→ Assignment
Extract precisely the lines of the entries below, from the first line through the line containing "#[derive(Debug, Clone, PartialEq, Eq)]".
Input material: Begin
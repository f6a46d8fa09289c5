use crate::application::ledger::AllowanceLedger;
use crate::domain::account::Account;
use crate::domain::key::PublicKey;
use crate::domain::ports::{ControlPlaneBox, PeerChange};
use crate::error::Result;
use chrono::{DateTime, Utc};
use std::collections::HashSet;
use std::sync::Arc;
use std::time::Duration;
use tokio::time::MissedTickBehavior;
use tracing::{debug, error, info, warn};

pub const DEFAULT_DEVICE: &str = "wg0";
pub const DEFAULT_INTERVAL: Duration = Duration::from_secs(15);
const MIN_INTERVAL: Duration = Duration::from_millis(1);

#[derive(Debug, Clone, PartialEq, Eq)]
pub struct ReconcilerConfig {
    /// Name of the tunnel device, e.g. `wg0`.
    pub device: String,
    pub interval: Duration,
}

impl Default for ReconcilerConfig {
    fn default() -> Self {
        Self {
            device: DEFAULT_DEVICE.to_string(),
            interval: DEFAULT_INTERVAL,
        }
    }
}

/// What one reconciliation pass did.
#[derive(Debug, Clone, Copy, Default, PartialEq, Eq)]
pub struct TickReport {
    pub connected: usize,
    pub disconnected: usize,
    /// Active accounts that could not be connected because they have no addresses.
    pub skipped: usize,
    pub failed: usize,
}

impl TickReport {
    /// Number of commands sent to the control plane, successful or not.
    pub fn commands(&self) -> usize {
        self.connected + self.disconnected + self.failed
    }
}

enum Action {
    Connect,
    Disconnect,
}

/// Drives the tunnel device toward the ledger.
///
/// Each tick diffs the live peer set against every keyed account: active and
/// absent peers are added, expired and present peers are removed. Peers the
/// ledger does not know about are left alone.
pub struct Reconciler {
    ledger: Arc<AllowanceLedger>,
    control: ControlPlaneBox,
    config: ReconcilerConfig,
}

impl Reconciler {
    pub fn new(ledger: Arc<AllowanceLedger>, control: ControlPlaneBox, config: ReconcilerConfig) -> Self {
        Self {
            ledger,
            control,
            config,
        }
    }

    /// Ticks forever. A slow tick delays the next one instead of overlapping it.
    pub async fn run(&self) {
        info!(device = %self.config.device, interval = ?self.config.interval, "Reconciliation loop started");
        // `interval` panics on a zero period.
        let mut interval = tokio::time::interval(self.config.interval.max(MIN_INTERVAL));
        interval.set_missed_tick_behavior(MissedTickBehavior::Delay);
        loop {
            interval.tick().await;
            match self.tick().await {
                Ok(report) if report.commands() > 0 => {
                    info!(?report, "Reconciliation tick applied changes");
                }
                Ok(_) => debug!("Reconciliation tick found nothing to do"),
                Err(e) => error!(error = %e, "Reconciliation tick aborted"),
            }
        }
    }

    /// One reconciliation pass.
    ///
    /// Fails only when the live peer set or the account list cannot be read;
    /// failures on individual accounts are logged and counted.
    pub async fn tick(&self) -> Result<TickReport> {
        let now = Utc::now();
        let device = self.config.device.as_str();

        let live = self.control.device_peers(device).await?;
        let accounts = self.ledger.list_keyed().await?;

        let mut report = TickReport::default();
        for account in accounts {
            self.reconcile(&account, &live, now, &mut report).await;
        }
        Ok(report)
    }

    async fn reconcile(
        &self,
        account: &Account,
        live: &HashSet<PublicKey>,
        now: DateTime<Utc>,
        report: &mut TickReport,
    ) {
        let Some(key) = account.public_key else {
            return;
        };
        let present = live.contains(&key);
        let active = account.is_active(now);
        debug!(account_id = %account.account_id, public_key = %key, expiry = %account.expiry, active, present, "Checking peer");

        let (action, change) = match (active, present) {
            (true, false) => {
                let Some(addresses) = account.addresses() else {
                    warn!(account_id = %account.account_id, "Active peer has no addresses, not connecting");
                    report.skipped += 1;
                    return;
                };
                let change = PeerChange::Add {
                    key,
                    allowed_ips: addresses.allowed_ips(),
                };
                (Action::Connect, change)
            }
            (false, true) => (Action::Disconnect, PeerChange::Remove { key }),
            _ => {
                self.refresh_hint(account, present).await;
                return;
            }
        };

        if let Err(e) = self.control.configure_device(&self.config.device, change).await {
            error!(account_id = %account.account_id, public_key = %key, error = %e, "Control plane command failed");
            report.failed += 1;
            return;
        }

        let connected = match action {
            Action::Connect => {
                info!(account_id = %account.account_id, public_key = %key, "Peer connected");
                report.connected += 1;
                true
            }
            Action::Disconnect => {
                info!(account_id = %account.account_id, public_key = %key, "Peer out of allowance, disconnected");
                report.disconnected += 1;
                false
            }
        };
        self.refresh_hint(account, connected).await;
    }

    async fn refresh_hint(&self, account: &Account, connected: bool) {
        if account.connected == connected {
            return;
        }
        if let Err(e) = self.ledger.set_connected(&account.account_id, connected).await {
            warn!(account_id = %account.account_id, error = %e, "Could not update connected hint");
        }
    }
}
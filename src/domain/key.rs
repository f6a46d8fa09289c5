use crate::error::MeterError;
use base64::Engine;
use base64::engine::general_purpose::STANDARD;
use serde::{Deserialize, Deserializer, Serialize, Serializer};
use std::fmt;
use std::str::FromStr;

pub const PUBLIC_KEY_SIZE: usize = 32;

/// A WireGuard peer public key.
///
/// Always exactly 32 bytes. The textual form is standard padded base64, the same
/// encoding `wg` prints and accepts.
#[derive(Clone, Copy, PartialEq, Eq, Hash, PartialOrd, Ord)]
pub struct PublicKey([u8; PUBLIC_KEY_SIZE]);

impl PublicKey {
    pub fn from_bytes(bytes: [u8; PUBLIC_KEY_SIZE]) -> Self {
        Self(bytes)
    }

    pub fn as_bytes(&self) -> &[u8; PUBLIC_KEY_SIZE] {
        &self.0
    }

    pub fn to_base64(&self) -> String {
        STANDARD.encode(self.0)
    }
}

impl TryFrom<&[u8]> for PublicKey {
    type Error = MeterError;

    fn try_from(bytes: &[u8]) -> Result<Self, Self::Error> {
        let bytes: [u8; PUBLIC_KEY_SIZE] = bytes.try_into().map_err(|_| {
            MeterError::BadKey(format!(
                "expected {PUBLIC_KEY_SIZE} bytes, got {}",
                bytes.len()
            ))
        })?;
        Ok(Self(bytes))
    }
}

impl FromStr for PublicKey {
    type Err = MeterError;

    fn from_str(s: &str) -> Result<Self, Self::Err> {
        let decoded = STANDARD
            .decode(s.trim())
            .map_err(|e| MeterError::BadKey(e.to_string()))?;
        Self::try_from(decoded.as_slice())
    }
}

impl fmt::Display for PublicKey {
    fn fmt(&self, f: &mut fmt::Formatter<'_>) -> fmt::Result {
        f.write_str(&self.to_base64())
    }
}

impl fmt::Debug for PublicKey {
    fn fmt(&self, f: &mut fmt::Formatter<'_>) -> fmt::Result {
        write!(f, "PublicKey({})", self.to_base64())
    }
}

impl Serialize for PublicKey {
    fn serialize<S>(&self, serializer: S) -> Result<S::Ok, S::Error>
    where
        S: Serializer,
    {
        serializer.serialize_str(&self.to_base64())
    }
}

impl<'de> Deserialize<'de> for PublicKey {
    fn deserialize<D>(deserializer: D) -> Result<Self, D::Error>
    where
        D: Deserializer<'de>,
    {
        let text = String::deserialize(deserializer)?;
        text.parse().map_err(serde::de::Error::custom)
    }
}
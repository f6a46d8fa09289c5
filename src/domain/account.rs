use super::address::Addresses;
use super::key::PublicKey;
use crate::error::{MeterError, Result};
use base64::Engine;
use base64::engine::general_purpose::URL_SAFE_NO_PAD;
use chrono::{DateTime, TimeDelta, Utc};
use rand::RngCore;
use rand::rngs::OsRng;
use serde::{Deserialize, Serialize};
use std::fmt;
use std::net::{Ipv4Addr, Ipv6Addr};
use std::time::Duration;

/// Number of random bytes behind an account id.
pub const ACCOUNT_ID_BYTES: usize = 12;

/// Opaque, server-generated account token.
///
/// The id doubles as the purchaser's login cookie, so it is drawn from the OS
/// CSPRNG and encoded URL-safe.
#[derive(Debug, Clone, PartialEq, Eq, Hash, PartialOrd, Ord, Serialize, Deserialize)]
#[serde(transparent)]
pub struct AccountId(String);

impl AccountId {
    pub fn generate() -> Self {
        let mut bytes = [0u8; ACCOUNT_ID_BYTES];
        OsRng.fill_bytes(&mut bytes);
        Self(URL_SAFE_NO_PAD.encode(bytes))
    }

    pub fn as_str(&self) -> &str {
        &self.0
    }
}

impl From<&str> for AccountId {
    fn from(value: &str) -> Self {
        Self(value.to_string())
    }
}

impl From<String> for AccountId {
    fn from(value: String) -> Self {
        Self(value)
    }
}

impl fmt::Display for AccountId {
    fn fmt(&self, f: &mut fmt::Formatter<'_>) -> fmt::Result {
        f.write_str(&self.0)
    }
}

/// One purchaser of tunnel time.
///
/// Allowance is stored as an absolute expiry: the account is active while
/// `now < expiry`.
#[derive(Debug, Clone, PartialEq, Serialize, Deserialize)]
pub struct Account {
    pub account_id: AccountId,
    /// Unset until the client registers its tunnel identity.
    pub public_key: Option<PublicKey>,
    pub address_v4: Option<Ipv4Addr>,
    pub address_v6: Option<Ipv6Addr>,
    pub expiry: DateTime<Utc>,
    /// Last known control-plane state. Only a hint, never authoritative.
    #[serde(default)]
    pub connected: bool,
}

impl Account {
    /// A fresh account with zero allowance.
    pub fn new(account_id: AccountId, now: DateTime<Utc>) -> Self {
        Self {
            account_id,
            public_key: None,
            address_v4: None,
            address_v6: None,
            expiry: now,
            connected: false,
        }
    }

    pub fn is_active(&self, now: DateTime<Utc>) -> bool {
        now < self.expiry
    }

    /// Time left before the allowance runs out.
    pub fn remaining(&self, now: DateTime<Utc>) -> Duration {
        (self.expiry - now).to_std().unwrap_or(Duration::ZERO)
    }

    /// Extends the allowance by `duration`.
    ///
    /// A lapsed allowance restarts from `now`: time that already passed is never
    /// banked, so the new expiry is `max(now, expiry) + duration`.
    pub fn add_allowance(&mut self, duration: Duration, now: DateTime<Utc>) -> Result<DateTime<Utc>> {
        self.expiry = extended_expiry(self.expiry, duration, now)?;
        Ok(self.expiry)
    }

    pub fn addresses(&self) -> Option<Addresses> {
        self.address_v4.map(|v4| Addresses {
            v4,
            v6: self.address_v6,
        })
    }

    pub fn bind_addresses(&mut self, addresses: Addresses) {
        self.address_v4 = Some(addresses.v4);
        self.address_v6 = addresses.v6;
    }
}

/// Expiry an account would have after buying `duration` at `now`.
pub fn extended_expiry(
    expiry: DateTime<Utc>,
    duration: Duration,
    now: DateTime<Utc>,
) -> Result<DateTime<Utc>> {
    let delta = TimeDelta::from_std(duration)
        .map_err(|_| MeterError::ValidationError("Duration is too long".to_string()))?;
    expiry
        .max(now)
        .checked_add_signed(delta)
        .ok_or_else(|| MeterError::ValidationError("Duration is too long".to_string()))
}
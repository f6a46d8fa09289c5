use crate::domain::account::{Account, AccountId};
use crate::domain::address::{AddressPool, Addresses};
use crate::domain::key::PublicKey;
use crate::domain::ports::AccountStoreBox;
use crate::error::{MeterError, Result};
use chrono::{DateTime, Utc};
use std::time::Duration;
use tokio::sync::Mutex;
use tracing::{debug, info, warn};

/// Fresh tokens are retried this many times when the store reports an id collision.
const CREATE_ATTEMPTS: usize = 5;

/// The allowance and peer ledger.
///
/// `AllowanceLedger` owns every mutation of persisted accounts. Reads go straight
/// to the store; each read-modify-write runs under `write_lock`, so a settlement
/// credit and a reconciliation hint update on the same account never lose each
/// other's write. The lock is only held across store calls.
pub struct AllowanceLedger {
    store: AccountStoreBox,
    pool: AddressPool,
    write_lock: Mutex<()>,
}

impl AllowanceLedger {
    /// Creates a ledger over `store` using the default tunnel address pools.
    pub fn new(store: AccountStoreBox) -> Self {
        Self::with_pool(store, AddressPool::default())
    }

    pub fn with_pool(store: AccountStoreBox, pool: AddressPool) -> Self {
        Self {
            store,
            pool,
            write_lock: Mutex::new(()),
        }
    }

    /// Creates and persists an account with zero allowance (`expiry = now`).
    pub async fn create_account(&self) -> Result<Account> {
        let _guard = self.write_lock.lock().await;
        for _ in 0..CREATE_ATTEMPTS {
            let account = Account::new(AccountId::generate(), Utc::now());
            match self.store.insert(account.clone()).await {
                Ok(()) => {
                    info!(account_id = %account.account_id, "Account created");
                    return Ok(account);
                }
                Err(MeterError::AccountIdConflict) => {
                    warn!("Generated account id collided, retrying");
                }
                Err(e) => return Err(e),
            }
        }
        Err(MeterError::AccountIdConflict)
    }

    pub async fn get_account(&self, account_id: &AccountId) -> Result<Account> {
        self.store
            .get(account_id)
            .await?
            .ok_or(MeterError::AccountNotFound)
    }

    /// Registers the account's tunnel public key.
    ///
    /// The key text is validated before anything is stored. A key owned by a
    /// different account is rejected with `DuplicateKey`; setting the same key
    /// again is a no-op. Once bound, a key cannot be swapped for another one,
    /// because the old key would otherwise keep its tunnel peer.
    pub async fn set_public_key(&self, account_id: &AccountId, key_text: &str) -> Result<Account> {
        let key: PublicKey = key_text.parse()?;

        let _guard = self.write_lock.lock().await;
        let mut account = self.get_account(account_id).await?;

        if let Some(owner) = self.store.find_by_key(&key).await?
            && owner != *account_id
        {
            return Err(MeterError::DuplicateKey);
        }

        match account.public_key {
            Some(existing) if existing == key => return Ok(account),
            Some(_) => {
                return Err(MeterError::ValidationError(
                    "A different public key is already registered".to_string(),
                ));
            }
            None => {}
        }

        account.public_key = Some(key);
        self.store.save(account.clone()).await?;
        info!(account_id = %account_id, public_key = %key, "Public key registered");
        Ok(account)
    }

    /// Binds tunnel addresses to the account, once.
    ///
    /// Calling this again returns the addresses already bound. Otherwise the next
    /// value of each pool is taken; the advanced pool cursor is persisted before
    /// the account so a crash in between burns an address instead of reusing one.
    pub async fn allocate_addresses(&self, account_id: &AccountId) -> Result<Addresses> {
        let _guard = self.write_lock.lock().await;
        let mut account = self.get_account(account_id).await?;
        if let Some(addresses) = account.addresses() {
            return Ok(addresses);
        }

        let cursor = self.store.pool_cursor().await?;
        let (addresses, cursor) = self.pool.allocate(&cursor)?;
        self.store.save_pool_cursor(cursor).await?;

        account.bind_addresses(addresses);
        self.store.save(account).await?;
        info!(account_id = %account_id, v4 = %addresses.v4, v6 = ?addresses.v6, "Addresses allocated");
        Ok(addresses)
    }

    /// Credits `duration` of access and returns the new expiry.
    pub async fn add_allowance(
        &self,
        account_id: &AccountId,
        duration: Duration,
    ) -> Result<DateTime<Utc>> {
        let _guard = self.write_lock.lock().await;
        let mut account = self.get_account(account_id).await?;
        let expiry = account.add_allowance(duration, Utc::now())?;
        self.store.save(account).await?;
        info!(account_id = %account_id, expiry = %expiry, "Allowance extended");
        Ok(expiry)
    }

    /// Updates the `connected` hint. Skips the write if nothing changes.
    pub async fn set_connected(&self, account_id: &AccountId, connected: bool) -> Result<()> {
        let _guard = self.write_lock.lock().await;
        let mut account = self.get_account(account_id).await?;
        if account.connected != connected {
            account.connected = connected;
            self.store.save(account).await?;
            debug!(account_id = %account_id, connected, "Connected hint updated");
        }
        Ok(())
    }

    /// Every account with a registered public key.
    pub async fn list_keyed(&self) -> Result<Vec<Account>> {
        let accounts = self.store.get_all().await?;
        Ok(accounts
            .into_iter()
            .filter(|account| account.public_key.is_some())
            .collect())
    }

    pub async fn list_all(&self) -> Result<Vec<Account>> {
        self.store.get_all().await
    }
}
Input material: End
→ Written reply
repository f6a46d8fa09289c5
use crate::application::ledger::AllowanceLedger;
use crate::domain::account::Account;
use crate::domain::key::PublicKey;
use crate::domain::ports::{ControlPlaneBox, PeerChange};
use crate::error::Result;
use chrono::{DateTime, Utc};
use std::collections::HashSet;
use std::sync::Arc;
use std::time::Duration;
use tokio::time::MissedTickBehavior;
use tracing::{debug, error, info, warn};

pub const DEFAULT_DEVICE: &str = "wg0";
pub const DEFAULT_INTERVAL: Duration = Duration::from_secs(15);
const MIN_INTERVAL: Duration = Duration::from_millis(1);

#[derive(Debug, Clone, PartialEq, Eq)]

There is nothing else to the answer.